> **TRY IT**: Reproduce word for word the line that contains "to write config" and each line that follows it, stopping after the final line of the material.

> **SOURCE INFORMATION**:
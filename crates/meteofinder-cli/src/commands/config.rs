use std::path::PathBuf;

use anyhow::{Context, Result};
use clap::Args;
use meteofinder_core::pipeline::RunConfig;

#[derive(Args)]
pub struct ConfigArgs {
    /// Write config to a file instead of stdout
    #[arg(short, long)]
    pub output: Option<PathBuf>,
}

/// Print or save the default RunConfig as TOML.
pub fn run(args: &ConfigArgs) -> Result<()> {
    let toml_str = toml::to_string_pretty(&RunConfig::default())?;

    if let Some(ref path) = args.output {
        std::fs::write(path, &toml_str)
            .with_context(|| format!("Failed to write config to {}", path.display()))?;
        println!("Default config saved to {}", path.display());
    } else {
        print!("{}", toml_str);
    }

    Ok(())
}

> **TASK RESULT**:
            .with_context(|| format!("Failed to write config to {}", path.display()))?;
        println!("Default config saved to {}", path.display());
    } else {
        print!("{}", toml_str);
    }

    Ok(())
}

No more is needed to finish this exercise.